The Hybrid Advantage: The researchers predict that the future of enterprise AI lies in hybrid models. By interleaving Mamba-3 with self-attention, organizations can combine the efficient "memory" of SSMs with the precise "database" storage of Transformers.

Barries to adoption — and how Mamba 3 is mitigating them

The Mamba architecture, while theoretically superior in scaling, has yet to displace the Transformer primarily due to the "Tensor Core Paradox" and a significant gap in ecosystem maturity.

Despite its linear O(L) complexity, early Mamba iterations struggled to utilize Nvidia's Tensor Cores, which are purpose-built for the dense matrix multiplications that define Transformers. While Transformers typically achieve 80–90% hardware utilization, the recurrent, scalar-heavy nature of SSMs often left Mamba-1 peaking at just 10–15%.

This "arithmetic intensity" gap meant that, in practice, Transformers were often faster to train despite their worse theoretical complexity.

Although Mamba-3 has largely mitigated this through Multi-Input Multi-Output (MIMO) updates and State Space Duality—mathematically reframing SSMs as "linear attention" that Tensor Cores can digest—the hardware-software stack for Transformers is simply too entrenched to be unseated overnight.

Beyond raw hardware utilization, Mamba faces a "logic and loyalty" constraint. Most industrial scaling laws, safety frameworks, and optimization libraries (like FlashAttention, GGUF quantization, and LoRA) were built exclusively for the Transformer's KV-cache paradigm.

Quantizing Mamba remains notoriously difficult; standard 4-bit methods often cause double-digit accuracy drops because Mamba’s parallel scan mechanism amplifies numerical outliers that Transformers can easily ignore.

Furthermore, pure Mamba models still lag in In-Context Learning (ICL)—the ability to "learn" from examples in a prompt. Research indicates that while Mamba-3 is nearly 4% more efficient in raw language modeling, it still struggles with the "copying" and multi-hop reasoning tasks that Attention handles natively.

Consequently, the industry is not "switching" to Mamba so much as "absorbing" it; the current state of the art has pivoted toward Hybrid Architectures (like Nvidia’s Nemotron-3 family) that interleave Mamba layers for long-context efficiency with just enough Attention layers to maintain "database-like" retrieval and reasoning.

Availability, licensing, and usage

Mamba-3 is not merely a theoretical research paper; it is a fully realized, open-source release available for immediate use with model code published on Github.

The project is released under the Apache-2.0 License. This is a permissive, business-friendly license that allows for free usage, modification, and commercial distribution without requiring the disclosure of proprietary source code.

This release is good for developers building long-context applications, real-time reasoning agents, or those seeking to reduce GPU costs in high-volume production environments.
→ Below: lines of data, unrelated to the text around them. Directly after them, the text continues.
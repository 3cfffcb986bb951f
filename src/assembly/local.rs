//! Forms and their cell kernels.
use crate::error::AssemblyError;
use crate::space::FunctionSpace;
use eyre::eyre;
use nalgebra::{DMatrixViewMut, DVectorViewMut, Scalar};
use serde::{Deserialize, Serialize};
use std::fmt;
use std::sync::Arc;

/// Kinds of integrals a form may contain.
#[derive(Debug, Clone, Copy, PartialEq, Eq, Hash, Serialize, Deserialize)]
pub enum IntegralType {
    Cell,
    ExteriorFacet,
}

/// A form that evaluates to a scalar.
pub trait ScalarForm<T: Scalar> {
    fn num_cells(&self) -> usize;

    fn assemble_cell_scalar(&self, cell: usize) -> eyre::Result<T>;
}

/// A form that is linear in its test function.
///
/// The cell kernel writes the element vector of a cell. The element vector has one entry for each
/// component of each dof of the cell, in the order given by the dofmap of the test space, so its length is
/// `bs * cell_dofs(cell).len()`. The output is zeroed before the kernel is called.
pub trait LinearForm<T: Scalar> {
    fn test_space(&self) -> &Arc<FunctionSpace>;

    fn integral_types(&self) -> Vec<IntegralType> {
        vec![IntegralType::Cell]
    }

    fn assemble_cell_vector_into(&self, cell: usize, output: DVectorViewMut<T>) -> eyre::Result<()>;
}

/// A form that is linear in both its test and its trial function.
///
/// The element matrix of a cell has one row for each unrolled test dof and one column for each unrolled
/// trial dof of the cell. The output is zeroed before the kernel is called.
pub trait BilinearForm<T: Scalar> {
    fn test_space(&self) -> &Arc<FunctionSpace>;

    fn trial_space(&self) -> &Arc<FunctionSpace>;

    fn integral_types(&self) -> Vec<IntegralType> {
        vec![IntegralType::Cell]
    }

    fn assemble_cell_matrix_into(&self, cell: usize, output: DMatrixViewMut<T>) -> eyre::Result<()>;
}

/// A list of linear forms, one per block.
pub struct BlockLinearForm<'a, T: Scalar> {
    forms: Vec<&'a dyn LinearForm<T>>,
}

impl<'a, T: Scalar> fmt::Debug for BlockLinearForm<'a, T> {
    fn fmt(&self, f: &mut fmt::Formatter<'_>) -> fmt::Result {
        f.debug_struct("BlockLinearForm")
            .field("len", &self.forms.len())
            .finish()
    }
}

impl<'a, T: Scalar> BlockLinearForm<'a, T> {
    pub fn new(forms: Vec<&'a dyn LinearForm<T>>) -> Self {
        Self { forms }
    }

    pub fn len(&self) -> usize {
        self.forms.len()
    }

    pub fn is_empty(&self) -> bool {
        self.forms.is_empty()
    }

    /// # Panics
    ///
    /// Panics if `i` is out of bounds.
    pub fn get(&self, i: usize) -> &'a dyn LinearForm<T> {
        self.forms[i]
    }

    pub fn forms(&self) -> &[&'a dyn LinearForm<T>] {
        &self.forms
    }

    /// Test spaces of the blocks.
    pub fn function_spaces(&self) -> Vec<Arc<FunctionSpace>> {
        self.forms.iter().map(|form| Arc::clone(form.test_space())).collect()
    }
}

/// A rectangular grid of bilinear forms where absent blocks are structurally zero.
///
/// All forms in block row `i` share the test space `row_spaces()[i]`, and all forms in block
/// column `j` share the trial space `col_spaces()[j]`.
pub struct BlockBilinearForm<'a, T: Scalar> {
    forms: Vec<Vec<Option<&'a dyn BilinearForm<T>>>>,
    row_spaces: Vec<Arc<FunctionSpace>>,
    col_spaces: Vec<Arc<FunctionSpace>>,
}

impl<'a, T: Scalar> fmt::Debug for BlockBilinearForm<'a, T> {
    fn fmt(&self, f: &mut fmt::Formatter<'_>) -> fmt::Result {
        let present: Vec<Vec<bool>> = self
            .forms
            .iter()
            .map(|row| row.iter().map(Option::is_some).collect())
            .collect();
        f.debug_struct("BlockBilinearForm")
            .field("present", &present)
            .finish()
    }
}

impl<'a, T: Scalar> BlockBilinearForm<'a, T> {
    /// Creates a block form from rows of optional forms.
    ///
    /// Fails if the rows have different lengths, if a block row or column has no form, or if the
    /// forms of a block row (column) do not share their test (trial) space.
    pub fn new(forms: Vec<Vec<Option<&'a dyn BilinearForm<T>>>>) -> eyre::Result<Self> {
        let nrows = forms.len();
        let ncols = forms.first().map(Vec::len).unwrap_or(0);
        if let Some(row) = forms.iter().find(|row| row.len() != ncols) {
            return Err(eyre!(AssemblyError::BlockCountMismatch {
                what: "block form row",
                expected: ncols,
                actual: row.len(),
            }));
        }

        let mut row_spaces = Vec::with_capacity(nrows);
        for (i, row) in forms.iter().enumerate() {
            let space = row
                .iter()
                .flatten()
                .map(|form| form.test_space())
                .next()
                .ok_or_else(|| eyre!(AssemblyError::EmptyBlockRow { row: i }))?;
            row_spaces.push(Arc::clone(space));
        }

        let mut col_spaces = Vec::with_capacity(ncols);
        for j in 0..ncols {
            let space = forms
                .iter()
                .filter_map(|row| row[j])
                .map(|form| form.trial_space())
                .next()
                .ok_or_else(|| eyre!(AssemblyError::EmptyBlockColumn { col: j }))?;
            col_spaces.push(Arc::clone(space));
        }

        for (i, row) in forms.iter().enumerate() {
            for (j, form) in row.iter().enumerate() {
                if let Some(form) = form {
                    let consistent = FunctionSpace::same(form.test_space(), &row_spaces[i])
                        && FunctionSpace::same(form.trial_space(), &col_spaces[j]);
                    if !consistent {
                        return Err(eyre!(AssemblyError::InconsistentBlockForm { row: i, col: j }));
                    }
                }
            }
        }

        Ok(Self {
            forms,
            row_spaces,
            col_spaces,
        })
    }

    pub fn shape(&self) -> (usize, usize) {
        (self.row_spaces.len(), self.col_spaces.len())
    }

    /// The form of block `(i, j)`, or `None` for an absent block.
    ///
    /// # Panics
    ///
    /// Panics if `(i, j)` lies outside [`shape`](Self::shape).
    pub fn get(&self, i: usize, j: usize) -> Option<&'a dyn BilinearForm<T>> {
        self.forms[i][j]
    }

    pub fn row_spaces(&self) -> &[Arc<FunctionSpace>] {
        &self.row_spaces
    }

    pub fn col_spaces(&self) -> &[Arc<FunctionSpace>] {
        &self.col_spaces
    }
}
Leading the State Space Models (SSM) revolution

The release was met with enthusiasm on social media, particularly regarding the "student-led" nature of the project. Gu, whose X/Twitter bio describes him as "leading the ssm revolution," gave full credit to the student leads, including Aakash Lahoti and Kevin Y. Li

Gu’s thread highlighted the team’s satisfaction with the design:

"We’re quite happy with the final model design! The three core methodological changes are inspired by (imo) some elegant math and methods."

As agentic workflows push inference demand "through the roof," the arrival of Mamba-3 suggests that the future of AI may not just be about having the biggest model, but about having the most efficient one.

Mamba-3 has successfully re-aligned the SSM with the realities of modern hardware, proving that even in the age of the Transformer, the principles of classical control theory still have a vital role to play.